A failing grade means average delays of a minute and 20 seconds or more. The study found drivers headed westbound in the evening rush hour face average delays of three and a half minutes at the intersection of Battlefield Parkway and Rt. 15. Drivers headed north on Rt. 15 face delays of only a few seconds less.
The study also found that the major cause of the congestion is the complicated merge at North King Street and Rt. 15.
The study also looked at a variety of improvements, focusing on two options. Both would turn the intersection of King Street and Rt. 15 into a more traditional T-intersection with a stoplight and widen Rt. 15 to four lanes from Battlefield Parkway to north of Whites Ferry Drive. One plan would also put a traffic signal at Whites Ferry Drive; the other would put a two-lane roundabout.

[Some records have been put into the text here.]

//! Flush planning for commit.
//!
//! A plan groups the pending row operations into the phases commit executes
//! inside one store transaction: join-table unlinks, then deletes, then
//! inserts, then updates. Link additions are resolved during execution
//! because they depend on keys the store assigns mid-flight.

use crate::change_tracker::EntryId;
use unitwork_core::Value;

/// One pending row operation, tagged with the tracked entry it came from so
/// commit can write assigned keys and advanced tokens back afterwards.
#[derive(Debug)]
pub enum PendingOp {
    /// Insert a new row; the store assigns key and token.
    Insert {
        entry: EntryId,
        table: &'static str,
        row: Vec<(&'static str, Value)>,
    },
    /// Update changed columns, conditioned on the captured token.
    Update {
        entry: EntryId,
        table: &'static str,
        key: i64,
        token: u64,
        set: Vec<(&'static str, Value)>,
    },
    /// Delete a row, conditioned on the captured token.
    Delete {
        entry: EntryId,
        table: &'static str,
        key: i64,
        token: u64,
    },
}

/// A join-table operation.
#[derive(Debug, Clone, PartialEq, Eq)]
pub enum LinkOp {
    /// Remove every pair touching `column = key`, ahead of a row delete.
    UnlinkAll {
        table: &'static str,
        column: &'static str,
        key: i64,
    },
}

/// The ordered work of one commit.
#[derive(Debug, Default)]
pub struct FlushPlan {
    /// Join-table cleanup, executed before the deletes it protects.
    pub unlinks: Vec<LinkOp>,
    /// Row deletes, executed first so freed memberships cannot collide.
    pub deletes: Vec<PendingOp>,
    /// Row inserts, executed before links so endpoint keys exist.
    pub inserts: Vec<PendingOp>,
    /// Row updates, executed last.
    pub updates: Vec<PendingOp>,
}

impl FlushPlan {
    /// Create an empty plan.
    #[must_use]
    pub fn new() -> Self {
        Self::default()
    }

    /// Total row operations in the plan.
    #[must_use]
    pub fn len(&self) -> usize {
        self.deletes.len() + self.inserts.len() + self.updates.len()
    }

    /// Whether the plan carries no row operations.
    #[must_use]
    pub fn is_empty(&self) -> bool {
        self.len() == 0
    }
}
//! Entity trait for structs tracked by a session.

use crate::error::Result;
use crate::field::FieldInfo;
use crate::relation::RelationInfo;
use crate::store::SelectedRow;
use crate::value::Value;
use serde::Serialize;

/// Lifecycle state of a tracked entity.
///
/// `Detached` is the state of an instance no session knows about; the other
/// four are the states a session records for the instances it tracks.
#[derive(Debug, Clone, Copy, PartialEq, Eq)]
pub enum EntityState {
    /// Constructed outside any session, or evicted after delete
    Detached,
    /// Loaded from the store and unmodified since
    Unchanged,
    /// New instance pending insert
    Added,
    /// Existing instance with pending changes
    Modified,
    /// Existing instance pending delete
    Deleted,
}

impl std::fmt::Display for EntityState {
    fn fmt(&self, f: &mut std::fmt::Formatter<'_>) -> std::fmt::Result {
        let name = match self {
            EntityState::Detached => "Detached",
            EntityState::Unchanged => "Unchanged",
            EntityState::Added => "Added",
            EntityState::Modified => "Modified",
            EntityState::Deleted => "Deleted",
        };
        write!(f, "{name}")
    }
}

/// Trait for types that can be tracked by a session and persisted to a store.
///
/// Keys are store-assigned integers; the concurrency token is an opaque
/// version the store advances on every write, carried on the entity so a
/// disconnected instance keeps its captured token across sessions.
///
/// `to_row` covers the persisted non-key columns only. The key and token
/// travel through `key`/`set_key` and `token`/`set_token`, and relation
/// collections are reached through the `related_*` methods.
pub trait Entity: Clone + Send + Sync + Serialize + 'static {
    /// The name of the store table.
    const TABLE: &'static str;

    /// The store-assigned key column.
    const KEY_COLUMN: &'static str = "id";

    /// Many-to-many relation metadata for this entity.
    const RELATIONS: &'static [RelationInfo] = &[];

    /// Get field metadata for all columns.
    fn fields() -> &'static [FieldInfo];

    /// The store key, if this instance has been persisted.
    fn key(&self) -> Option<i64>;

    /// Record the store-assigned key after insert.
    fn set_key(&mut self, key: i64);

    /// The concurrency token captured at load time, if any.
    fn token(&self) -> Option<u64>;

    /// Record the token after load or a successful write.
    fn set_token(&mut self, token: u64);

    /// Convert this instance to its persisted non-key columns.
    fn to_row(&self) -> Vec<(&'static str, Value)>;

    /// Construct an instance from a store row (key and token are set by the
    /// session afterwards).
    fn from_row(row: &crate::row::Row) -> Result<Self>;

    /// Keyless members of `relation`, cloned for graph-add at commit.
    fn related_new(&self, relation: &str) -> Vec<DynEntity> {
        let _ = relation;
        Vec::new()
    }

    /// Keys of already-persisted members of `relation`.
    fn related_keys(&self, relation: &str) -> Vec<i64> {
        let _ = relation;
        Vec::new()
    }

    /// Write store-assigned keys back into the keyless members of
    /// `relation`, in the order `related_new` reported them.
    fn adopt_related_keys(&mut self, relation: &str, keys: &[i64]) {
        let _ = (relation, keys);
    }

    /// Install eager-loaded members of `relation`.
    fn set_related(&mut self, relation: &str, members: &[SelectedRow]) -> Result<()> {
        let _ = (relation, members);
        Ok(())
    }
}

/// Object-safe view of an entity, used for graph-add children whose concrete
/// type the session does not know statically.
pub trait ErasedEntity: Send + Sync {
    /// Table name.
    fn table(&self) -> &'static str;
    /// Field metadata.
    fn fields(&self) -> &'static [FieldInfo];
    /// Relation metadata.
    fn relations(&self) -> &'static [RelationInfo];
    /// Store key, if assigned.
    fn key(&self) -> Option<i64>;
    /// Record the store-assigned key.
    fn set_key(&mut self, key: i64);
    /// Persisted non-key columns.
    fn to_row(&self) -> Vec<(&'static str, Value)>;
    /// Keys of already-persisted members of `relation`.
    fn related_keys(&self, relation: &str) -> Vec<i64>;
    /// Keyless members of `relation`, cloned for graph-add.
    fn related_new(&self, relation: &str) -> Vec<DynEntity>;
    /// Write store-assigned keys back into the keyless members of
    /// `relation`.
    fn adopt_related_keys(&mut self, relation: &str, keys: &[i64]);
}

impl<E: Entity> ErasedEntity for E {
    fn table(&self) -> &'static str {
        E::TABLE
    }

    fn fields(&self) -> &'static [FieldInfo] {
        E::fields()
    }

    fn relations(&self) -> &'static [RelationInfo] {
        E::RELATIONS
    }

    fn key(&self) -> Option<i64> {
        Entity::key(self)
    }

    fn set_key(&mut self, key: i64) {
        Entity::set_key(self, key);
    }

    fn to_row(&self) -> Vec<(&'static str, Value)> {
        Entity::to_row(self)
    }

    fn related_keys(&self, relation: &str) -> Vec<i64> {
        Entity::related_keys(self, relation)
    }

    fn related_new(&self, relation: &str) -> Vec<DynEntity> {
        Entity::related_new(self, relation)
    }

    fn adopt_related_keys(&mut self, relation: &str, keys: &[i64]) {
        Entity::adopt_related_keys(self, relation, keys);
    }
}

/// A boxed, type-erased entity.
pub type DynEntity = Box<dyn ErasedEntity>;

/// Erase an entity's concrete type.
#[must_use]
pub fn erase<E: Entity>(entity: E) -> DynEntity {
    Box::new(entity)
}
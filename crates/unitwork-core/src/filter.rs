//! Row predicates and orderings for store selection.

use crate::row::Row;
use crate::value::Value;
use std::cmp::Ordering;

/// A predicate over a row's column values.
#[derive(Debug, Clone)]
pub enum Filter {
    /// Matches every row
    All,
    /// Column equals value
    Eq(&'static str, Value),
    /// Column does not equal value
    Ne(&'static str, Value),
    /// Text column contains substring
    Contains(&'static str, String),
    /// Column strictly greater than value
    Gt(&'static str, Value),
    /// Column strictly less than value
    Lt(&'static str, Value),
    /// All sub-filters match
    And(Vec<Filter>),
    /// Any sub-filter matches
    Or(Vec<Filter>),
}

impl Filter {
    /// Equality shorthand.
    #[must_use]
    pub fn eq(column: &'static str, value: impl Into<Value>) -> Self {
        Filter::Eq(column, value.into())
    }

    /// Check this predicate against a row.
    #[must_use]
    pub fn matches(&self, row: &Row) -> bool {
        match self {
            Filter::All => true,
            Filter::Eq(col, value) => row.get(col) == Some(value),
            Filter::Ne(col, value) => row.get(col) != Some(value),
            Filter::Contains(col, needle) => row
                .get(col)
                .and_then(Value::as_str)
                .is_some_and(|s| s.contains(needle.as_str())),
            Filter::Gt(col, value) => cmp_column(row, col, value) == Some(Ordering::Greater),
            Filter::Lt(col, value) => cmp_column(row, col, value) == Some(Ordering::Less),
            Filter::And(filters) => filters.iter().all(|f| f.matches(row)),
            Filter::Or(filters) => filters.iter().any(|f| f.matches(row)),
        }
    }
}

fn cmp_column(row: &Row, column: &str, value: &Value) -> Option<Ordering> {
    row.get(column).and_then(|v| v.compare(value))
}

/// One ordering term. NULL and incomparable values sort last.
#[derive(Debug, Clone, Copy)]
pub struct Order {
    /// Column to order by
    pub column: &'static str,
    /// Descending instead of ascending
    pub descending: bool,
}

impl Order {
    /// Ascending order on a column.
    #[must_use]
    pub const fn asc(column: &'static str) -> Self {
        Self {
            column,
            descending: false,
        }
    }

    /// Descending order on a column.
    #[must_use]
    pub const fn desc(column: &'static str) -> Self {
        Self {
            column,
            descending: true,
        }
    }

    /// Compare two rows under this term.
    #[must_use]
    pub fn compare(&self, a: &Row, b: &Row) -> Ordering {
        let ord = match (a.get(self.column), b.get(self.column)) {
            (Some(av), Some(bv)) => av.compare(bv).unwrap_or(Ordering::Equal),
            (Some(_), None) => Ordering::Less,
            (None, Some(_)) => Ordering::Greater,
            (None, None) => Ordering::Equal,
        };
        if self.descending { ord.reverse() } else { ord }
    }
}

#[cfg(test)]
mod tests {
    use super::*;

    fn row(name: &str, age: i32) -> Row {
        let mut r = Row::new();
        r.set("name", Value::Text(name.to_string()));
        r.set("age", Value::Int(age));
        r
    }

    #[test]
    fn eq_and_ne() {
        let r = row("Ana", 30);
        assert!(Filter::eq("name", "Ana").matches(&r));
        assert!(!Filter::eq("name", "Bo").matches(&r));
        assert!(Filter::Ne("age", Value::Int(29)).matches(&r));
    }

    #[test]
    fn contains_substring() {
        let r = row("new player", 20);
        assert!(Filter::Contains("name", "player".into()).matches(&r));
        assert!(!Filter::Contains("name", "coach".into()).matches(&r));
    }

    #[test]
    fn range_comparisons() {
        let r = row("Ana", 30);
        assert!(Filter::Gt("age", Value::Int(29)).matches(&r));
        assert!(Filter::Lt("age", Value::Int(31)).matches(&r));
        assert!(!Filter::Gt("age", Value::Int(30)).matches(&r));
    }

    #[test]
    fn and_or_combinators() {
        let r = row("Ana", 30);
        let both = Filter::And(vec![
            Filter::eq("name", "Ana"),
            Filter::Gt("age", Value::Int(18)),
        ]);
        let either = Filter::Or(vec![
            Filter::eq("name", "Bo"),
            Filter::eq("age", 30_i32),
        ]);
        assert!(both.matches(&r));
        assert!(either.matches(&r));
    }

    #[test]
    fn ordering_asc_desc() {
        let a = row("Ana", 30);
        let b = row("Bo", 25);
        assert_eq!(Order::asc("name").compare(&a, &b), Ordering::Less);
        assert_eq!(Order::desc("age").compare(&a, &b), Ordering::Less);
    }
}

Those options range in price from an estimated $31 million on the low end for the two traffic signals up to a $43 million high-end price tag for the traffic signal and roundabout—if the county had the money today. There is a placeholder in county’s infrastructure plan beyond its six-year window, but nothing scheduled or funded sooner.
Both concepts get traffic moving through 2020, but are projected to back up again by 2040 without adding lanes throughout the Rt. 15 corridor.
Supervisor Geary M. Higgins (R-Catoctin) said he would prefer roundabouts generally.
“Traffic lights don’t move traffic, they stop traffic,” Higgins said. “I’d much rather see some option there for roundabouts.”
On Thursday, county supervisors voted unanimously , with Supervisor Ron A. Meyer Jr. (R-Broad Run) absent, to expand the study the rest of the way to the Maryland line at Point of Rocks, for an additional $400,000. They will also set up a stakeholder committee and organize public outreach sessions along the Rt. 15 corridor.
They will also have to amend Loudoun’s Countywide Transportation Plan, which currently designates Rt. 15 as a scenic byway with no more than two lanes.
“It’s a very beautiful, very congested drive,” remarked County Chairwoman Phyllis J. Randall (D-At Large).
In the meantime, the consultant also devised an option to get work started sooner, by breaking the project into chunks, starting with a longer northbound merge lane at the King St. intersection. That’s estimated to cost between $1.7 million and $2 million. If the county does the improvements piecemeal, it could get work started sooner but cost as much as $52 million overall to finish.
The study was conducted by Kimley-Horn, the same consulting firm on a team of consultants leading the Envision Loudoun rewrite of the county comprehensive plan.